Collected data
--- --- ---

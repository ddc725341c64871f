//! Turns one fired trigger into a ringing alarm.
//!
//! Each step is attempted regardless of how the previous ones went, since any
//! single mechanism (screen launch, audio service, notification) can be
//! blocked by the OS. Two delayed self-checks run afterwards on the tokio
//! runtime and repair what they can.
use crate::config::TriggerTimings;
use crate::error::PlatformError;
use crate::model::AlarmId;
use crate::model::TriggerPayload;
use crate::ports::{
    AlarmNotification, AudioService, LaunchStyle, NotificationPoster, NotificationPriority,
    PortResult, PowerService, RingingScreen,
};
use crate::ringing::RingingSession;
use std::fmt;
use std::sync::Arc;
use tokio::task::JoinHandle;

pub const WAKE_LOCK_TAG: &str = "daycall:alarm_trigger";

#[derive(Debug, Clone, Copy, PartialEq, Eq, Hash)]
pub enum Step {
    WakeDevice,
    StartAudio,
    LaunchActivity,
    PostNotification,
    ReleaseWakeLock,
    RelaunchCheck,
    AudioCheck,
}

impl fmt::Display for Step {
    fn fmt(&self, f: &mut fmt::Formatter<'_>) -> fmt::Result {
        let name = match self {
            Step::WakeDevice => "wake device",
            Step::StartAudio => "start audio",
            Step::LaunchActivity => "launch ringing screen",
            Step::PostNotification => "post notification",
            Step::ReleaseWakeLock => "release wake lock",
            Step::RelaunchCheck => "relaunch check",
            Step::AudioCheck => "audio check",
        };
        f.write_str(name)
    }
}

#[derive(Debug, Clone, PartialEq, Eq)]
pub enum StepOutcome {
    Done,
    /// Nothing needed doing (device unlocked, audio still playing, alarm dismissed).
    Skipped,
    /// The primary attempt failed with this error and the fallback succeeded.
    Recovered(PlatformError),
    Failed(PlatformError),
}

impl StepOutcome {
    pub fn is_failure(&self) -> bool {
        matches!(self, StepOutcome::Failed(_))
    }
}

#[derive(Debug, Clone, PartialEq, Eq)]
pub struct TriggerReport {
    pub alarm_id: AlarmId,
    pub steps: Vec<(Step, StepOutcome)>,
}

impl TriggerReport {
    fn new(alarm_id: AlarmId) -> Self {
        Self {
            alarm_id,
            steps: Vec::new(),
        }
    }

    fn record(&mut self, step: Step, outcome: StepOutcome) {
        if let StepOutcome::Failed(e) = &outcome {
            log::error!("Alarm {}: {} failed: {}", self.alarm_id, step, e);
        }
        self.steps.push((step, outcome));
    }

    /// Outcome of the first run of `step`, if it ran.
    pub fn outcome(&self, step: Step) -> Option<&StepOutcome> {
        self.steps.iter().find(|(s, _)| *s == step).map(|(_, o)| o)
    }

    pub fn failures(&self) -> usize {
        self.steps.iter().filter(|(_, o)| o.is_failure()).count()
    }

    /// True when the user has no way at all to notice the alarm.
    pub fn nothing_reached_user(&self) -> bool {
        [Step::StartAudio, Step::LaunchActivity, Step::PostNotification]
            .iter()
            .all(|s| self.outcome(*s).is_some_and(StepOutcome::is_failure))
    }
}

/// A trigger in flight: the immediate steps already ran, the delayed ones
/// are still pending on the runtime.
pub struct TriggerRun {
    pub report: TriggerReport,
    follow_ups: Vec<JoinHandle<(Step, StepOutcome)>>,
}

impl TriggerRun {
    /// Waits for the delayed steps and returns the complete report.
    pub async fn settle(self) -> TriggerReport {
        let mut report = self.report;
        for handle in self.follow_ups {
            match handle.await {
                Ok((step, outcome)) => report.record(step, outcome),
                Err(e) => log::warn!("Trigger follow-up task did not finish: {}", e),
            }
        }
        report
    }

    /// Lets the delayed steps run on their own.
    pub fn detach(self) -> TriggerReport {
        self.report
    }
}

struct Ports {
    power: Arc<dyn PowerService>,
    audio: Arc<dyn AudioService>,
    screen: Arc<dyn RingingScreen>,
    notifier: Arc<dyn NotificationPoster>,
    session: RingingSession,
    timings: TriggerTimings,
}

impl Ports {
    fn launch(&self, payload: &TriggerPayload) -> StepOutcome {
        match self.screen.launch(payload, LaunchStyle::Aggressive) {
            Ok(()) => StepOutcome::Done,
            Err(first) => {
                log::warn!(
                    "Aggressive launch failed for alarm {}: {}, trying minimal launch",
                    payload.alarm_id,
                    first
                );
                match self.screen.launch(payload, LaunchStyle::Minimal) {
                    Ok(()) => StepOutcome::Recovered(first),
                    Err(e) => StepOutcome::Failed(e),
                }
            }
        }
    }

    fn start_audio(&self, payload: &TriggerPayload) -> StepOutcome {
        outcome(self.audio.start(payload))
    }

    /// Still the alarm the user has to deal with?
    fn still_ringing(&self, alarm_id: AlarmId) -> bool {
        self.session.current() == Some(alarm_id)
    }
}

fn outcome(result: PortResult) -> StepOutcome {
    match result {
        Ok(()) => StepOutcome::Done,
        Err(e) => StepOutcome::Failed(e),
    }
}

/// Notification shown while an alarm rings. Its id is the alarm id.
pub fn ringing_notification(payload: &TriggerPayload) -> AlarmNotification {
    AlarmNotification {
        id: payload.alarm_id,
        title: "Alarm".to_string(),
        body: payload.label.clone(),
        priority: NotificationPriority::Max,
        full_screen: true,
        ongoing: true,
    }
}

#[derive(Clone)]
pub struct TriggerFallbackSequencer {
    ports: Arc<Ports>,
}

impl TriggerFallbackSequencer {
    pub fn new(
        power: Arc<dyn PowerService>,
        audio: Arc<dyn AudioService>,
        screen: Arc<dyn RingingScreen>,
        notifier: Arc<dyn NotificationPoster>,
        session: RingingSession,
        timings: TriggerTimings,
    ) -> Self {
        Self {
            ports: Arc::new(Ports {
                power,
                audio,
                screen,
                notifier,
                session,
                timings,
            }),
        }
    }

    pub fn session(&self) -> &RingingSession {
        &self.ports.session
    }

    /// Runs the trigger sequence for `payload`. Must be called from within a
    /// tokio runtime; the delayed steps are spawned onto it.
    pub fn trigger(&self, payload: TriggerPayload) -> TriggerRun {
        let ports = &self.ports;
        let mut report = TriggerReport::new(payload.alarm_id);
        let mut follow_ups = Vec::new();

        log::info!(
            "Triggering alarm {} '{}'",
            payload.alarm_id,
            payload.label
        );

        match ports
            .power
            .acquire_wake_lock(WAKE_LOCK_TAG, ports.timings.wake_lock_timeout)
        {
            Ok(lock) => {
                report.record(Step::WakeDevice, StepOutcome::Done);
                let p = self.ports.clone();
                follow_ups.push(tokio::spawn(async move {
                    tokio::time::sleep(p.timings.wake_lock_release_after).await;
                    (
                        Step::ReleaseWakeLock,
                        outcome(p.power.release_wake_lock(lock)),
                    )
                }));
            }
            Err(e) => report.record(Step::WakeDevice, StepOutcome::Failed(e)),
        }

        // The session is marked even if audio fails: the alarm is in progress
        // and the audio check below will try again.
        report.record(Step::StartAudio, ports.start_audio(&payload));
        ports.session.start(payload.alarm_id);

        report.record(Step::LaunchActivity, ports.launch(&payload));

        report.record(
            Step::PostNotification,
            outcome(ports.notifier.post(&ringing_notification(&payload))),
        );

        if report.nothing_reached_user() {
            log::error!(
                "Alarm {} could not reach the user through any channel",
                payload.alarm_id
            );
        }

        let p = self.ports.clone();
        let relaunch_payload = payload.clone();
        follow_ups.push(tokio::spawn(async move {
            tokio::time::sleep(p.timings.relaunch_check_after).await;
            let result = if !p.still_ringing(relaunch_payload.alarm_id) {
                StepOutcome::Skipped
            } else if p.screen.is_device_locked() {
                log::debug!(
                    "Device still locked, relaunching alarm {}",
                    relaunch_payload.alarm_id
                );
                p.launch(&relaunch_payload)
            } else {
                StepOutcome::Skipped
            };
            (Step::RelaunchCheck, result)
        }));

        let p = self.ports.clone();
        follow_ups.push(tokio::spawn(async move {
            tokio::time::sleep(p.timings.audio_check_after).await;
            let result = if !p.still_ringing(payload.alarm_id) || p.audio.is_playing() {
                StepOutcome::Skipped
            } else {
                log::warn!("Audio not playing for alarm {}, restarting", payload.alarm_id);
                p.start_audio(&payload)
            };
            (Step::AudioCheck, result)
        }));

        TriggerRun { report, follow_ups }
    }

    /// The user dealt with the ringing alarm. Returns false if `alarm_id`
    /// was not the one sounding.
    pub fn dismiss(&self, alarm_id: AlarmId) -> bool {
        let ports = &self.ports;
        if ports.session.current() != Some(alarm_id) {
            log::debug!("Dismiss for alarm {} ignored, it is not ringing", alarm_id);
            return false;
        }

        if let Err(e) = ports.audio.stop() {
            log::warn!("Failed to stop audio for alarm {}: {}", alarm_id, e);
        }
        ports.session.clear();
        if let Err(e) = ports.notifier.cancel(alarm_id) {
            log::warn!("Failed to cancel notification for alarm {}: {}", alarm_id, e);
        }
        log::info!("Alarm {} dismissed", alarm_id);
        true
    }
}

--- --- ---

Every line of the records above where the string "TriggerReport" is found should be copied.

> _Expected answer_
pub struct TriggerReport {
impl TriggerReport {
    pub report: TriggerReport,
    pub async fn settle(self) -> TriggerReport {
    pub fn detach(self) -> TriggerReport {
        let mut report = TriggerReport::new(payload.alarm_id);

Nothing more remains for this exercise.